Девочка держала маленький детский зонтик и, наклоняясь за цветами дикого мака, бережно отводила его в сторону, чтобы не порвать о низкие ветки деревьев или кусты ежевики. Это были поздние маки, они цвели в этом году уже третий раз, не в силах противиться зову жаркого октябрьского солнца.
Оборвав их вдоль одной стороны изгороди, девочка двинулась к другой и, дойдя до середины поляны, наткнулась на бродягу. Она вздрогнула, но не от страха, от неожиданности. Остановилась и долго, пытливо смотрела на это отталкивающее зрелище и собралась было уже повернуть обратно, когда спящий беспокойно заворочался и задвигал руками, натыкаясь на колючки. Она увидела солнце на его лице и жужжащих мух. Глаза ее приняли озабоченное выражение, и с минуту она стояла, раздумывая. Потом на цыпочках подошла к нему сбоку, заслонила зонтиком от солнца и принялась отгонять мух. Немного погодя она для большего удобства уселась рядом.
Так прошел час. Когда рука у нее уставала, она перекладывала зонтик в другую руку. Сначала спящий все так же метался, потом, защищенный от солнца и мух, стал дышать ровнее и успокоился. Несколько раз, однако, он серьезно испугал ее. В первый раз это показалось всего страшнее, потому что было неожиданно. «Господи Исусе! Дна не достать! Дна не достать!» — прошептал человек из каких-то глубин сна. Зонтик колыхнулся, но девочка сразу овладела собой и продолжала выполнять добровольно взятый на себя подвиг милосердия.
В другой раз он, словно от нестерпимой боли, заскрежетал зубами. Зубы скрипели так страшно, что ей показалось, будто они сейчас раскрошатся в кусочки. Потом он вдруг вытянулся во всю длину и застыл. Руки сжались в кулаки, и на лице появилась отчаянная решимость, вызванная каким-то сном. Вероятно, ему привиделось что-то ужасное: веки дрогнули, как от удара, и казалось, вот-вот откроются. Но они не открылись. Вместо того губы забормотали: «Нет! Клянусь богом, нет и еще раз нет! Я не доносчик!» Губы сомкнулись, потом опять забормотали: «Хоть вяжи меня, сторож, хоть на куски режь, ничего ты из меня не выжмешь, разве только кровь мою. Мало ли вы ее пили здесь, в вашей проклятой дыре!»
После этого взрыва человек продолжал спокойно спать, между тем как девочка, высоко держа над ним зонтик, с великим удивлением смотрела на это грязное, лохматое существо, пытаясь найти какую-то связь между ним и тем маленьким кусочком мира, который она знала. До ее ушей доносились с моста крики возчиков, стук копыт, пронзительный скрип и шум тяжело нагруженных телег.
Стоял удушливый день калифорнийского бабьего лета. В лазурном небе плыли легкие, кудрявые облачка, но на западе сгустились тучи, предвещая дождь. С ленивым жужжанием пролетела пчела. Из далеких зарослей кустарника доносился зов перепела, а с полей — пение жаворонка. Но, не чуя всего этого, Росс Шенклин спал — Росс Шенклин, бродяга, отверженный, бывший каторжник № 4379, ожесточенный, неисправимый, непокорившийся, которого не сломили никакие зверства.

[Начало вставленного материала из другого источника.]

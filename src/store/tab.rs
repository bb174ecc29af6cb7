//! The whole document: metadata, guitar tab, timeline, annotations, chords
//!
//! `TabStore` also owns the persisted layout. Every map is written as an
//! array of pairs and rebuilt on hydration.

use super::annotations::AnnotationStore;
use super::chords::ChordStore;
use super::guitar::GuitarStore;
use super::sync_tuning::sync_tuning;
use super::timeline::TimeSignatureTimeline;
use crate::error::Result;
use crate::models::theory::{Midi, DEFAULT_FRETS, DEFAULT_TUNING};
use crate::models::serde_helpers::pairs;
use crate::models::{Position, TimeSignature};
use serde::{Deserialize, Serialize};
use std::collections::{BTreeMap, BTreeSet};

/// Which tuning a tuning edit is made on
#[derive(Debug, Clone, Copy, PartialEq, Eq, Serialize, Deserialize)]
#[serde(rename_all = "lowercase")]
pub enum TuningView {
    Guitar,
    Chords,
}

/// A single tuning edit
#[derive(Debug, Clone, Copy, PartialEq, Eq, Serialize, Deserialize)]
#[serde(tag = "op", rename_all = "camelCase")]
pub enum TuningEdit {
    SetTuningNote { string: usize, note: Midi },
    AddTop,
    AddBottom,
    RemoveTop,
    RemoveBottom,
}

#[derive(Debug, Clone, PartialEq)]
pub struct TabStore {
    pub title: String,
    /// Signature used to seed the timeline when a document has none at 0
    pub time: TimeSignature,
    does_sync_tuning: bool,
    pub line_breaks: BTreeSet<Position>,
    pub timeline: TimeSignatureTimeline,
    pub guitar: GuitarStore,
    pub annotations: AnnotationStore,
    pub chords: ChordStore,
}

impl TabStore {
    pub fn new() -> Self {
        let time = TimeSignature::default();
        let mut tab = Self {
            title: default_title(),
            time,
            does_sync_tuning: true,
            line_breaks: BTreeSet::new(),
            timeline: TimeSignatureTimeline::new(time),
            guitar: GuitarStore::default(),
            annotations: AnnotationStore::new(),
            chords: ChordStore::default(),
        };
        tab.sync_if_enabled();
        tab
    }

    /// Replace the guitar tab with an empty one
    pub fn create_guitar_tab(&mut self, tuning: Option<Vec<Midi>>, frets: Option<u32>) -> &mut GuitarStore {
        let tuning = tuning
            .filter(|t| !t.is_empty())
            .unwrap_or_else(|| DEFAULT_TUNING.to_vec());
        self.guitar = GuitarStore::new(tuning, frets.unwrap_or(DEFAULT_FRETS));
        self.sync_if_enabled();
        &mut self.guitar
    }

    pub fn does_sync_tuning(&self) -> bool {
        self.does_sync_tuning
    }

    /// Turning sync on brings the chord tuning in line immediately
    pub fn set_does_sync_tuning(&mut self, sync: bool) {
        self.does_sync_tuning = sync;
        self.sync_if_enabled();
    }

    /// Apply a tuning edit to one view, mirrored to the other while synced
    pub fn update_tuning(&mut self, view: TuningView, edit: TuningEdit) -> Result<()> {
        log::debug!("update_tuning: {:?} {:?}", view, edit);
        match view {
            TuningView::Guitar => apply_to_guitar(&mut self.guitar, edit)?,
            TuningView::Chords => apply_to_chords(&mut self.chords, edit)?,
        }
        if self.does_sync_tuning {
            match view {
                TuningView::Guitar => apply_to_chords(&mut self.chords, edit)?,
                TuningView::Chords => apply_to_guitar(&mut self.guitar, edit)?,
            }
        }
        Ok(())
    }

    pub fn serialize(&self) -> Result<String> {
        Ok(serde_json::to_string(&TabDataRef::from(self))?)
    }

    /// Rebuild a document from its persisted form
    pub fn hydrate(json: &str) -> Result<Self> {
        let data: TabData = serde_json::from_str(json)?;
        data.guitar_data.validate()?;
        let mut tab = Self {
            timeline: TimeSignatureTimeline::from_changes(data.time_changes, data.time),
            title: data.title,
            time: data.time,
            does_sync_tuning: data.does_sync_tuning,
            line_breaks: data.line_breaks.into_iter().collect(),
            guitar: data.guitar_data,
            annotations: data.annotations,
            chords: data.chords_data,
        };
        tab.sync_if_enabled();
        Ok(tab)
    }

    fn sync_if_enabled(&mut self) {
        if self.does_sync_tuning {
            sync_tuning(&mut self.chords, &self.guitar.tuning);
        }
    }
}

impl Default for TabStore {
    fn default() -> Self {
        Self::new()
    }
}

fn apply_to_guitar(guitar: &mut GuitarStore, edit: TuningEdit) -> Result<()> {
    match edit {
        TuningEdit::SetTuningNote { string, note } => guitar.set_tuning_note(string, note)?,
        TuningEdit::AddTop => guitar.insert_string(Some(0)),
        TuningEdit::AddBottom => guitar.insert_string(None),
        TuningEdit::RemoveTop => {
            guitar.remove_string(Some(0));
        }
        TuningEdit::RemoveBottom => {
            guitar.remove_string(None);
        }
    }
    Ok(())
}

fn apply_to_chords(chords: &mut ChordStore, edit: TuningEdit) -> Result<()> {
    match edit {
        TuningEdit::SetTuningNote { string, note } => chords.set_tuning_note(string, note)?,
        TuningEdit::AddTop => chords.insert_string(Some(0)),
        TuningEdit::AddBottom => chords.insert_string(None),
        TuningEdit::RemoveTop => {
            chords.remove_string(Some(0));
        }
        TuningEdit::RemoveBottom => {
            chords.remove_string(None);
        }
    }
    Ok(())
}

fn default_true() -> bool {
    true
}

fn default_title() -> String {
    "New Song".to_string()
}

/// Persisted document, as read
#[derive(Debug, Deserialize)]
#[serde(rename_all = "camelCase")]
struct TabData {
    #[serde(default = "default_title")]
    title: String,
    #[serde(default)]
    time: TimeSignature,
    #[serde(default = "default_true")]
    does_sync_tuning: bool,
    #[serde(default)]
    line_breaks: Vec<Position>,
    #[serde(default, with = "pairs")]
    time_changes: BTreeMap<Position, TimeSignature>,
    #[serde(default)]
    guitar_data: GuitarStore,
    #[serde(default)]
    annotations: AnnotationStore,
    #[serde(default)]
    chords_data: ChordStore,
}

/// Persisted document, as written
#[derive(Serialize)]
#[serde(rename_all = "camelCase")]
struct TabDataRef<'a> {
    title: &'a str,
    time: &'a TimeSignature,
    does_sync_tuning: bool,
    line_breaks: &'a BTreeSet<Position>,
    time_changes: &'a TimeSignatureTimeline,
    guitar_data: &'a GuitarStore,
    annotations: &'a AnnotationStore,
    chords_data: &'a ChordStore,
}

impl<'a> From<&'a TabStore> for TabDataRef<'a> {
    fn from(tab: &'a TabStore) -> Self {
        Self {
            title: &tab.title,
            time: &tab.time,
            does_sync_tuning: tab.does_sync_tuning,
            line_breaks: &tab.line_breaks,
            time_changes: &tab.timeline,
            guitar_data: &tab.guitar,
            annotations: &tab.annotations,
            chords_data: &tab.chords,
        }
    }
}
//! Time signatures

use super::position::Position;
use super::spacing::Spacing;
use serde::{Deserialize, Serialize};
use std::fmt;

/// Beats per bar and the length of one beat
#[derive(Debug, Clone, Copy, PartialEq, Eq, Hash, Serialize, Deserialize)]
#[serde(rename_all = "camelCase")]
pub struct TimeSignature {
    pub beats_per_bar: u32,
    /// Length of one beat, 1 = quarter note
    #[serde(alias = "beatSize")]
    pub beat_unit: Position,
}

impl TimeSignature {
    pub fn new(beats_per_bar: u32, beat_unit: Spacing) -> Self {
        Self {
            beats_per_bar,
            beat_unit: beat_unit.beats(),
        }
    }

    /// Length of a bar in this signature
    pub fn bar_size(&self) -> Position {
        self.beat_unit * self.beats_per_bar as i32
    }
}

impl Default for TimeSignature {
    fn default() -> Self {
        Self::new(4, Spacing::Quarter)
    }
}

impl fmt::Display for TimeSignature {
    fn fmt(&self, f: &mut fmt::Formatter<'_>) -> fmt::Result {
        // beat unit 1 is a quarter note, so the lower number is 4 / unit
        let lower = Position::beats(4).as_f64() / self.beat_unit.as_f64();
        write!(f, "{}/{}", self.beats_per_bar, lower)
    }
}

#[cfg(test)]
mod tests {
    use super::*;

    #[test]
    fn test_bar_size() {
        assert_eq!(TimeSignature::default().bar_size(), Position::beats(4));
        assert_eq!(TimeSignature::new(3, Spacing::Quarter).bar_size(), Position::beats(3));
        assert_eq!(TimeSignature::new(6, Spacing::Eighth).bar_size(), Position::beats(3));
    }

    #[test]
    fn test_display() {
        assert_eq!(TimeSignature::default().to_string(), "4/4");
        assert_eq!(TimeSignature::new(6, Spacing::Eighth).to_string(), "6/8");
    }

    #[test]
    fn test_legacy_beat_size_field() {
        let sig: TimeSignature = serde_json::from_str(r#"{"beatsPerBar":3,"beatSize":1}"#).unwrap();
        assert_eq!(sig, TimeSignature::new(3, Spacing::Quarter));
        assert_eq!(
            serde_json::to_string(&sig).unwrap(),
            r#"{"beatsPerBar":3,"beatUnit":1}"#
        );
    }
}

Россу Шенклину, уроженцу Техаса, потомку первых поселенцев — породы, всегда отличавшейся непокорностью и упрямством, не повезло в жизни. Ему не было еще семнадцати, когда его арестовали за конокрадство, — суд признал его виновным в краже семи лошадей, которых он не крал, и приговорил к четырнадцати годам тюремного заключения. Жестокое наказание, и тем более жестокое, что он судился впервые. Даже те, кто верил в его виновность, считали, что два года заключения — достаточное наказание для такого юнца. Но окружной прокурор рассудил иначе. Ведь за каждый обвинительный приговор, которого ему удавалось добиться, он получал особую плату. Обвинив Росса Шенклина в семи отдельных преступлениях, он и плату получил в семикратном размере. Из чего видно, что для окружного прокурора эти несколько долларов представляли куда большую ценность, чем двенадцать лет жизни какого-то Росса Шенклина.
И юный Росс Шенклин познал, что такое жестокий труд в аду. Он не раз бежал, его ловили и отправляли работать в другой ад; на каторге их было много — и самых разнообразных. Его подвешивали, пороли плетьми до потери сознания, обливали водой и опять пороли. Его держали в темном каземате по девяносто суток кряду. Он изведал ужас смирительной рубашки. Узнал пытку, после которой кажется, будто в голове звенит птица-муха. Государство сдавало его внаем подрядчикам-строителям, как рабочий скот. За ним охотились по болотам с собаками-ищейками. Дважды в него стреляли и тяжело ранили. Последние шесть лет ему приходилось изо дня в день рубить по полтора корда дров в каторжном лесном лагере. Живой или мертвый, он обязан был нарубить эти полтора корда под страхом наказания плетью, завязанной узлами и вымоченной в соленом растворе.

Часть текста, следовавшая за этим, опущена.